Ketika gadis itu menangis menahan kemalangan sendirian, aku hanya bisa terdiam lemas. Aku merutuki diriku sendiri, karena telah menyebabkan Adela terbelenggu oleh kesengsaraan. Tidak bisa makan seperti layaknya manusia normal, haus akan darah—secara literal—makhluk hidup, serta memiliki kekuatan yang mampu mendekonstruksi kaidah-kaidah saintifik yang membangun peradaban umat manusia. Ini sudah seperti hukuman akibat dosa yang diperbuat. Namun, aku berpikir, apa salah Adela? Apakah ini adalah ujian dari Tuhan? Apakah ini dosa yang harus ditanggung olehnya? Apabila ini adalah ujian, maka ini adalah ujian yang tidak tertangguhkan. Membayangkan magnitudenya saja, sangat dahsyat untuk seorang Adela.
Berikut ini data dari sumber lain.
//! In-memory store for tests and local runs.

use async_trait::async_trait;
use conveyor_core::job::{PipelineJob, Step};
use conveyor_core::log::LogEntry;
use conveyor_core::{JobId, StepId};
use std::collections::HashMap;
use tokio::sync::RwLock;

use crate::{JobStore, StoreError, StoreResult};

/// Thread-safe in-memory implementation of [`JobStore`].
///
/// Steps are indexed both inside their job record and by step id so
/// that `load_step` does not scan jobs.
#[derive(Default)]
pub struct MemoryStore {
    jobs: RwLock<HashMap<JobId, PipelineJob>>,
    steps: RwLock<HashMap<StepId, Step>>,
    logs: RwLock<HashMap<StepId, Vec<LogEntry>>>,
}

impl MemoryStore {
    pub fn new() -> Self {
        Self::default()
    }

    /// Number of log entries recorded for a step.
    pub async fn log_count(&self, step_id: StepId) -> usize {
        let logs = self.logs.read().await;
        logs.get(&step_id).map(Vec::len).unwrap_or(0)
    }
}

#[async_trait]
impl JobStore for MemoryStore {
    async fn save_job(&self, job: &PipelineJob) -> StoreResult<()> {
        let mut jobs = self.jobs.write().await;
        let mut steps = self.steps.write().await;
        for step in &job.steps {
            steps.insert(step.id, step.clone());
        }
        jobs.insert(job.id, job.clone());
        Ok(())
    }

    async fn save_step(&self, step: &Step) -> StoreResult<()> {
        let mut jobs = self.jobs.write().await;
        let mut steps = self.steps.write().await;
        if let Some(job) = jobs.get_mut(&step.job_id) {
            if let Some(slot) = job.steps.iter_mut().find(|s| s.id == step.id) {
                *slot = step.clone();
            }
        }
        steps.insert(step.id, step.clone());
        Ok(())
    }

    async fn append_log_entry(&self, entry: &LogEntry) -> StoreResult<()> {
        let mut logs = self.logs.write().await;
        logs.entry(entry.step_id).or_default().push(entry.clone());
        Ok(())
    }

    async fn load_job(&self, id: JobId) -> StoreResult<PipelineJob> {
        let jobs = self.jobs.read().await;
        jobs.get(&id)
            .cloned()
            .ok_or_else(|| StoreError::NotFound(format!("job {}", id)))
    }

    async fn load_step(&self, id: StepId) -> StoreResult<Step> {
        let steps = self.steps.read().await;
        steps
            .get(&id)
            .cloned()
            .ok_or_else(|| StoreError::NotFound(format!("step {}", id)))
    }

    async fn list_log_entries(
        &self,
        step_id: StepId,
        offset: u64,
        limit: u64,
    ) -> StoreResult<Vec<LogEntry>> {
        let logs = self.logs.read().await;
        let entries = logs.get(&step_id).map(Vec::as_slice).unwrap_or(&[]);
        Ok(entries
            .iter()
            .skip(offset as usize)
            .take(limit as usize)
            .cloned()
            .collect())
    }
}

#[cfg(test)]
mod tests {
    use super::*;
    use bytes::Bytes;
    use conveyor_core::job::{GitSource, JobRequest, RunStatus, StepRequest, Trigger};
    use conveyor_core::log::LogKind;

    fn sample_job() -> PipelineJob {
        PipelineJob::from_request(JobRequest {
            name: "ci".to_string(),
            source: GitSource::default(),
            trigger: Trigger::Manual,
            env: HashMap::new(),
            steps: vec![StepRequest {
                name: "build".to_string(),
                image: "alpine".to_string(),
                commands: vec!["true".to_string()],
                env: HashMap::new(),
            }],
        })
    }

    #[tokio::test]
    async fn test_save_and_load_job() {
        let store = MemoryStore::new();
        let job = sample_job();
        store.save_job(&job).await.unwrap();

        let loaded = store.load_job(job.id).await.unwrap();
        assert_eq!(loaded.name, "ci");
        assert_eq!(loaded.steps.len(), 1);

        let step = store.load_step(job.steps[0].id).await.unwrap();
        assert_eq!(step.name, "build");
    }

    #[tokio::test]
    async fn test_save_step_updates_parent_job() {
        let store = MemoryStore::new();
        let job = sample_job();
        store.save_job(&job).await.unwrap();

        let mut step = job.steps[0].clone();
        step.status = RunStatus::Running;
        store.save_step(&step).await.unwrap();

        let loaded = store.load_job(job.id).await.unwrap();
        assert_eq!(loaded.steps[0].status, RunStatus::Running);
    }

    #[tokio::test]
    async fn test_load_missing_job() {
        let store = MemoryStore::new();
        let result = store.load_job(JobId::new()).await;
        assert!(matches!(result.unwrap_err(), StoreError::NotFound(_)));
    }

    #[tokio::test]
    async fn test_log_entries_paginated_in_append_order() {
        let store = MemoryStore::new();
        let step_id = StepId::new();
        for line in 0..5u64 {
            let entry = LogEntry::new(
                step_id,
                LogKind::Stdout,
                line,
                Bytes::from(format!("line {}", line)),
            );
            store.append_log_entry(&entry).await.unwrap();
        }

        let page = store.list_log_entries(step_id, 2, 2).await.unwrap();
        assert_eq!(page.len(), 2);
        assert_eq!(page[0].line, 2);
        assert_eq!(page[1].line, 3);

        let tail = store.list_log_entries(step_id, 4, 10).await.unwrap();
        assert_eq!(tail.len(), 1);
        assert_eq!(tail[0].line, 4);
    }
}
Ketika melihat seorang Adela Ratna mengangisi keadaannya, aku hanya bisa berdiri di ujung pintu, memandangnya tanpa bisa berbuat apa-apa. Satu-satunya hal yang bisa kulakukan, adalah menenangkan dirinya. Aku kemudian berpikir, berpikir keras. Bagaimana cara mengembalikan manusia yang tiba-tiba dikutuk jadi setengah Banaspati? Kemustahilan absolut yang sangat absurd dan nihil akan konklusi. Seolah itu adalah takdir yang tidak dapat diubah dan kita hanya bisa pasrah menerimanya.

Tidak pernah aku merasa setidak-berdaya seperti ini. Badan terasa kaku, seluruh persendian seolah runtuh satu per satu. Seperti robot yang habis baterainya, seperti motor yang habis akinya.
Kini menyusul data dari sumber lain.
//! Bounded FIFO queue holding pipeline jobs until a worker is free.
//!
//! Full-queue policy: bounded blocking with a caller-supplied timeout.
//! `enqueue` waits for capacity up to the timeout and then fails with
//! `QueueFull`; callers (typically synchronous webhook handlers) get a
//! bounded wait instead of an immediate rejection.

use conveyor_core::job::PipelineJob;
use conveyor_core::{Error, Result};
use std::time::Duration;
use tokio::sync::Mutex;
use tokio::sync::mpsc;
use tokio::sync::mpsc::error::SendTimeoutError;
use tokio_util::sync::CancellationToken;

pub struct PipelineQueue {
    tx: mpsc::Sender<PipelineJob>,
    rx: Mutex<mpsc::Receiver<PipelineJob>>,
    closed: CancellationToken,
    capacity: usize,
}

impl PipelineQueue {
    pub fn new(capacity: usize) -> Self {
        let capacity = capacity.max(1);
        let (tx, rx) = mpsc::channel(capacity);
        Self {
            tx,
            rx: Mutex::new(rx),
            closed: CancellationToken::new(),
            capacity,
        }
    }

    pub fn capacity(&self) -> usize {
        self.capacity
    }

    /// Accept a job, waiting up to `timeout` for a free slot.
    pub async fn enqueue(&self, job: PipelineJob, timeout: Duration) -> Result<()> {
        if self.closed.is_cancelled() {
            return Err(Error::QueueClosed);
        }
        tokio::select! {
            biased;
            _ = self.closed.cancelled() => Err(Error::QueueClosed),
            res = self.tx.send_timeout(job, timeout) => match res {
                Ok(()) => Ok(()),
                Err(SendTimeoutError::Timeout(_)) => Err(Error::QueueFull),
                Err(SendTimeoutError::Closed(_)) => Err(Error::QueueClosed),
            },
        }
    }

    /// Next job in FIFO order. Returns `None` once the queue is closed;
    /// a call blocked on an empty queue unblocks when `close` fires.
    pub async fn dequeue(&self) -> Option<PipelineJob> {
        let mut rx = self.rx.lock().await;
        tokio::select! {
            biased;
            _ = self.closed.cancelled() => None,
            job = rx.recv() => job,
        }
    }

    /// Stop accepting jobs and unblock in-flight enqueue/dequeue calls.
    pub fn close(&self) {
        self.closed.cancel();
    }

    pub fn is_closed(&self) -> bool {
        self.closed.is_cancelled()
    }
}

#[cfg(test)]
mod tests {
    use super::*;
    use conveyor_core::job::{GitSource, JobRequest, Trigger};
    use std::collections::HashMap;
    use std::sync::Arc;

    fn job(name: &str) -> PipelineJob {
        PipelineJob::from_request(JobRequest {
            name: name.to_string(),
            source: GitSource::default(),
            trigger: Trigger::Manual,
            env: HashMap::new(),
            steps: vec![],
        })
    }

    #[tokio::test]
    async fn test_fifo_order() {
        let queue = PipelineQueue::new(8);
        for name in ["a", "b", "c"] {
            queue.enqueue(job(name), Duration::from_secs(1)).await.unwrap();
        }

        assert_eq!(queue.dequeue().await.unwrap().name, "a");
        assert_eq!(queue.dequeue().await.unwrap().name, "b");
        assert_eq!(queue.dequeue().await.unwrap().name, "c");
    }

    #[tokio::test(start_paused = true)]
    async fn test_full_queue_blocks_then_times_out() {
        let queue = PipelineQueue::new(2);
        queue.enqueue(job("a"), Duration::from_secs(1)).await.unwrap();
        queue.enqueue(job("b"), Duration::from_secs(1)).await.unwrap();

        // Third enqueue waits for capacity and then fails.
        let err = queue
            .enqueue(job("c"), Duration::from_millis(100))
            .await
            .unwrap_err();
        assert!(matches!(err, Error::QueueFull));

        // Once a slot frees, enqueue succeeds again.
        queue.dequeue().await.unwrap();
        queue.enqueue(job("c"), Duration::from_millis(100)).await.unwrap();
    }

    #[tokio::test(start_paused = true)]
    async fn test_blocked_enqueue_proceeds_when_slot_frees() {
        let queue = Arc::new(PipelineQueue::new(1));
        queue.enqueue(job("a"), Duration::from_secs(1)).await.unwrap();

        let q = Arc::clone(&queue);
        let pending = tokio::spawn(async move { q.enqueue(job("b"), Duration::from_secs(5)).await });

        tokio::time::sleep(Duration::from_millis(50)).await;
        assert_eq!(queue.dequeue().await.unwrap().name, "a");

        pending.await.unwrap().unwrap();
        assert_eq!(queue.dequeue().await.unwrap().name, "b");
    }

    #[tokio::test]
    async fn test_close_rejects_new_jobs() {
        let queue = PipelineQueue::new(2);
        queue.close();
        let err = queue.enqueue(job("a"), Duration::from_secs(1)).await.unwrap_err();
        assert!(matches!(err, Error::QueueClosed));
    }

    #[tokio::test]
    async fn test_close_unblocks_dequeue() {
        let queue = Arc::new(PipelineQueue::new(2));
        let q = Arc::clone(&queue);
        let waiting = tokio::spawn(async move { q.dequeue().await });

        tokio::task::yield_now().await;
        queue.close();

        assert!(waiting.await.unwrap().is_none());
    }

    #[tokio::test(start_paused = true)]
    async fn test_close_unblocks_pending_enqueue() {
        let queue = Arc::new(PipelineQueue::new(1));
        queue.enqueue(job("a"), Duration::from_secs(1)).await.unwrap();

        let q = Arc::clone(&queue);
        let pending = tokio::spawn(async move { q.enqueue(job("b"), Duration::from_secs(60)).await });

        tokio::time::sleep(Duration::from_millis(50)).await;
        queue.close();

        let err = pending.await.unwrap().unwrap_err();
        assert!(matches!(err, Error::QueueClosed));
    }
}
Bu Tin—ibu kosku, induk semangku—datang untuk mengecek keadaanku dan Adela. Hal itu membuatku tergerak ingin memastikan, apakah benar yang dikatakan Adela. Meski aku memiliki praduga atas siapa yang menyerang kami kemarin malam, tetapi tidak dapat kusimpulkan begitu saja.

Adela tidak benar-benar berbohong mengenai kejadian kemarin malam. Adela hanya tidak menceritakan detail, hingga titik di mana kini Adela adalah manusia setengah Astral.

Menurut cerita Bu Tin, ia menemukan Adela sudah menangis sembari memapahku yang babak belur, dengan baju kemeja penuh noda darah, tepat di depan pintu. Adela bercerita bahwa kami berdua kena begal, tetapi tidak menceritakan bahwa begal kami bukanlah begal biasa. Tentu saja Adela tidak menceritakan bagaimana tiga 'begal' itu berakhir.

"Jadi benar apa yang diceritakan Adela, huh?" ujarku pada Bu Tin yang telah selesai menceritakan kembali penuturan Adela kemarin malam.

"Ilya." Bu Tin memanggil namaku, membuatku terlepas dari lamunan.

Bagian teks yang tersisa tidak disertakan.